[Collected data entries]

= = = = =

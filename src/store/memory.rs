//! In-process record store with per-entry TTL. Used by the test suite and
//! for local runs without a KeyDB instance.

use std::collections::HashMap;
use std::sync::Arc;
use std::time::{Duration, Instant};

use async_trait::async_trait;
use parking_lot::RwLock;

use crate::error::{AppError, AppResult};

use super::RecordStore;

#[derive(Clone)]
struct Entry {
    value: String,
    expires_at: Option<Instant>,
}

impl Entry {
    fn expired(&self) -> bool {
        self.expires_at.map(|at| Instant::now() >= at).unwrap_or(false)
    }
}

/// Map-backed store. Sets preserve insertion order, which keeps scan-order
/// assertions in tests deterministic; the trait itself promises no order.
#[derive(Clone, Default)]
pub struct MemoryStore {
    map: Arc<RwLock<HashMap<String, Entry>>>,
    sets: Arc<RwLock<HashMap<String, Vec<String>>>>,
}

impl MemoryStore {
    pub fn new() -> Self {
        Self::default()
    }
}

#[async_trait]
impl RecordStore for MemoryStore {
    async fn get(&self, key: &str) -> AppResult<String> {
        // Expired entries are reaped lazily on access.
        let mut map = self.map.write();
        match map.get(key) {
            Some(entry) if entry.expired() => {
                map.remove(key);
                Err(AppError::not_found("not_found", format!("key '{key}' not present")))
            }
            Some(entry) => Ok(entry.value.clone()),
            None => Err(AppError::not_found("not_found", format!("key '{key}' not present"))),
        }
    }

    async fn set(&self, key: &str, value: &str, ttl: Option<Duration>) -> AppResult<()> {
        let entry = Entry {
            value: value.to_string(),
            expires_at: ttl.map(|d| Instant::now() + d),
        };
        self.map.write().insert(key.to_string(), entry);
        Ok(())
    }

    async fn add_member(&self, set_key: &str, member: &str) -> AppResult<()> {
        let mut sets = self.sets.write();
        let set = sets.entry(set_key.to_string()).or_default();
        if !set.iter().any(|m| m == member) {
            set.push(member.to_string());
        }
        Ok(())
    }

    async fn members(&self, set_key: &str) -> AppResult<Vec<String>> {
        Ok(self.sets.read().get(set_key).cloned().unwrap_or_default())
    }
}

= = = = =

== Exercise aim ==
Find every line in the records that contains the word "MemoryStore"; copy those lines.

== Task result ==
pub struct MemoryStore {
impl MemoryStore {
impl RecordStore for MemoryStore {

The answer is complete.